Le PS face aux chiffres qui cognent
Dans toute autre démocratie occidentale, le scandale des "chiffres" de la primaire du PS emporterait des conséquences judiciaires et politiques majeures. La France peut-elle encore s'offrir le luxe d'échapper à cette règle de base ?
Depuis plusieurs années, la politique et la morale ont des relations conflictuelles en France. La politique est souvent perçue maintenant comme la sphère d’activité où le pouvoir peut transgresser beaucoup de règles parfois au titre d’une efficacité « supérieure » mais malheureusement aussi au titre d’un simple mépris de règles élémentaires. Ce n’est pas une situation nouvelle. Chaque fois que ce fut le cas, c’est la démocratie qui a été la première victime. Parce que la démocratie suppose un certain idéalisme mais également une indispensable vertu.
La démocratie suppose un certain idéalisme, car elle repose sur l’idée d’une dignité particulière de l’individu. Un individu libre, sacré qui constitue le peuple souverain. C’est en son nom que le pouvoir légitime peut s’exercer. C’est une offense à cette dignité chaque fois que le pouvoir méprise cette reconnaissance de la primauté de l’individu.
La démocratie est également le régime de la vertu. Ses éléments fondateurs sont la reconnaissance que tout individu doté de pouvoir doit l’exercer dans un cadre « transparent » de nature à permettre le contrôle des citoyens. C’est aussi la conception que le dirigeant doit servir et non pas se servir.
D’ailleurs, chaque fois que des régimes démocratiques se sont éloignés d’une certaine éthique, ils ont été emportés par cette attitude :
- en France, la IIIème République et les affaires Stavisky et Dreyfus,
- La IVème République avec les « ballets roses »,
- La Vème République a été très menacée par la Garantie Foncière l’affaire Aranda. L’alternance à l’intérieur de la majorité en 1974 s’explique pour une bonne partie par le rejet de la majorité des « copains et des coquins » et le boulet de l’avoir fiscal de J. Chaban Delmas. Et depuis les années 80, tout s'accélère au niveau des affaires.

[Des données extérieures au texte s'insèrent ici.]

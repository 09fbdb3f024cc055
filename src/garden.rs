use std::{
    collections::{HashMap, HashSet},
    time::Duration,
};

use anyhow::{anyhow, Result};
use async_trait::async_trait;
use data_model::ContainerHandle;
use futures::future::join_all;
use reqwest::StatusCode;
use tokio::sync::Mutex;
use tracing::{debug, info, warn};
use url::Url;

use crate::{collaborators::WorkerFleet, config::WorkerConfig};

struct GardenWorker {
    name: String,
    url: Url,
}

// Consecutive failed pings per worker. A worker is declared gone only after
// `threshold` failures in a row, one success resets its count.
struct LivenessTracker {
    threshold: u32,
    failures: HashMap<String, u32>,
}

impl LivenessTracker {
    fn new(threshold: u32) -> Self {
        Self {
            threshold,
            failures: HashMap::new(),
        }
    }

    // Returns whether the worker still counts as live.
    fn record(&mut self, worker: &str, answered: bool) -> bool {
        if answered {
            if self.failures.remove(worker).is_some() {
                info!(worker, "worker answered a ping again");
            }
            return true;
        }
        let failures = self.failures.entry(worker.to_string()).or_default();
        *failures = failures.saturating_add(1);
        *failures < self.threshold
    }
}

/// Statically configured workers talking the Garden HTTP API.
pub struct GardenWorkerFleet {
    workers: Vec<GardenWorker>,
    client: reqwest::Client,
    liveness: Mutex<LivenessTracker>,
}

impl GardenWorkerFleet {
    pub fn new(
        workers: &[WorkerConfig],
        probe_timeout: Duration,
        failure_threshold: u32,
    ) -> Result<Self> {
        let workers = workers
            .iter()
            .map(|worker| {
                Ok(GardenWorker {
                    name: worker.name.clone(),
                    url: base_url(&worker.garden_url)?,
                })
            })
            .collect::<Result<Vec<_>>>()?;
        let client = reqwest::Client::builder()
            .timeout(probe_timeout)
            .build()
            .map_err(|e| anyhow!("unable to build garden client: {}", e))?;
        Ok(Self {
            workers,
            client,
            liveness: Mutex::new(LivenessTracker::new(failure_threshold.max(1))),
        })
    }

    fn worker(&self, name: &str) -> Option<&GardenWorker> {
        self.workers.iter().find(|worker| worker.name == name)
    }

    async fn ping(&self, worker: &GardenWorker) -> Result<()> {
        let resp = self
            .client
            .get(worker.url.join("ping")?)
            .send()
            .await
            .map_err(|e| anyhow!("unable to ping worker {}: {}", worker.name, e))?;
        if !resp.status().is_success() {
            return Err(anyhow!(
                "worker {} answered ping with status {}",
                worker.name,
                resp.status()
            ));
        }
        Ok(())
    }
}

// `Url::join` replaces the last path segment unless the base ends with '/'.
fn base_url(garden_url: &str) -> Result<Url> {
    let mut url =
        Url::parse(garden_url).map_err(|e| anyhow!("invalid garden url {}: {}", garden_url, e))?;
    if !url.path().ends_with('/') {
        let path = format!("{}/", url.path());
        url.set_path(&path);
    }
    Ok(url)
}

#[async_trait]
impl WorkerFleet for GardenWorkerFleet {
    async fn live_workers(&self) -> Result<HashSet<String>> {
        let pings = join_all(self.workers.iter().map(|worker| self.ping(worker))).await;
        // Losing every worker at once is more likely our own network failing,
        // so it does not count against any of them.
        if !self.workers.is_empty() && pings.iter().all(|ping| ping.is_err()) {
            return Err(anyhow!("no worker in the fleet answered a ping"));
        }

        let mut liveness = self.liveness.lock().await;
        let mut live = HashSet::new();
        for (worker, ping) in self.workers.iter().zip(pings) {
            if let Err(err) = &ping {
                debug!(worker = %worker.name, "worker did not answer a ping: {:?}", err);
            }
            if liveness.record(&worker.name, ping.is_ok()) {
                live.insert(worker.name.clone());
            }
        }
        Ok(live)
    }

    async fn destroy(&self, worker_name: &str, handle: &ContainerHandle) -> Result<()> {
        let Some(worker) = self.worker(worker_name) else {
            warn!(
                worker = worker_name,
                handle = handle.get(),
                "worker left the fleet, treating container as destroyed"
            );
            return Ok(());
        };
        let url = worker.url.join(&format!("containers/{}", handle.get()))?;
        let resp = self
            .client
            .delete(url)
            .send()
            .await
            .map_err(|e| anyhow!("unable to destroy container {}: {}", handle, e))?;
        let status = resp.status();
        if status.is_success() || status == StatusCode::NOT_FOUND {
            return Ok(());
        }
        Err(anyhow!(
            "unable to destroy container {}: status: {}, error: {}",
            handle,
            status,
            resp.text().await.unwrap_or_default()
        ))
    }
}

#[cfg(test)]
mod tests {
    use super::*;

    #[test]
    fn test_base_url_keeps_path_prefix() {
        let url = base_url("http://10.0.0.1:7777/garden").unwrap();
        assert_eq!(url.join("ping").unwrap().as_str(), "http://10.0.0.1:7777/garden/ping");
        let url = base_url("http://10.0.0.1:7777").unwrap();
        assert_eq!(
            url.join("containers/abc").unwrap().as_str(),
            "http://10.0.0.1:7777/containers/abc"
        );
        assert!(base_url("not a url").is_err());
    }

    #[tokio::test]
    async fn test_destroy_on_unknown_worker_succeeds() {
        let fleet = GardenWorkerFleet::new(&[], Duration::from_millis(100), 3).unwrap();
        fleet
            .destroy("gone-worker", &ContainerHandle::from("h1"))
            .await
            .unwrap();
        assert!(fleet.live_workers().await.unwrap().is_empty());
    }

    #[test]
    fn test_worker_is_gone_after_consecutive_failures() {
        let mut liveness = LivenessTracker::new(3);
        assert!(liveness.record("worker-1", false));
        assert!(liveness.record("worker-1", false));
        assert!(!liveness.record("worker-1", false));
        assert!(!liveness.record("worker-1", false));
        // Other workers keep their own count.
        assert!(liveness.record("worker-2", false));
    }

    #[test]
    fn test_answered_ping_resets_failures() {
        let mut liveness = LivenessTracker::new(2);
        assert!(liveness.record("worker-1", false));
        assert!(liveness.record("worker-1", true));
        assert!(liveness.record("worker-1", false));
        assert!(!liveness.record("worker-1", false));
        assert!(liveness.record("worker-1", true));
    }

    #[tokio::test]
    async fn test_unreachable_fleet_does_not_count_failures() {
        let workers = vec![WorkerConfig {
            name: "worker-1".to_string(),
            // Nothing listens on the discard port.
            garden_url: "http://127.0.0.1:9".to_string(),
        }];
        let fleet = GardenWorkerFleet::new(&workers, Duration::from_millis(200), 1).unwrap();
        assert!(fleet.live_workers().await.is_err());
        assert!(fleet.live_workers().await.is_err());
        assert!(fleet.liveness.lock().await.failures.is_empty());
    }
}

il en est de même à l’étranger.
Chaque fois que le pouvoir transgresse une certaine éthique d’exercice, il est condamné par l’opinion publique.
Ce constat historique est encore plus fort dans la présente période. La crise collective actuelle est matérielle, psychologique et morale.
Elle est matérielle parce que la situation du grand nombre est affectée par l’érosion du pouvoir d’achat comme par la nouvelle précarité en terme d’emploi et de poussées des pauvretés.
Elle est psychologique parce que les repères collectifs traditionnels ont disparu pour laisser place à un monde déboussolé sans sortie garantie ni prévisible de tunnel. Un monde dans lequel il n’est plus question de vivre sur des bases rationnelles, connues voire programmables mais seulement de survivre dans le court terme.
Cette crise est aussi morale. L’opinion publique est d’autant plus sévère avec les dirigeants qu’elle éprouve un confus mais réel besoin de vengeance face à des élites qui ne parviennent plus à rendre la vie plus belle. Dans ce contexte, il n’y a plus de « morale de l’efficacité » qui permettrait de transgresser une certaine éthique.
Dans ces nouvelles circonstances, le citoyen aspire au respect. Pour qu’on lui prouve ce respect, il demande un comportement honnête, transparent. La communication économique a intégré cet état d’esprit depuis longtemps. La communication publique a pris du retard. Et ce retard va lui coûter un prix énorme. Le PS est entré dans une spirale de crises dont il aura manifestement d'énormes difficultés à se relever.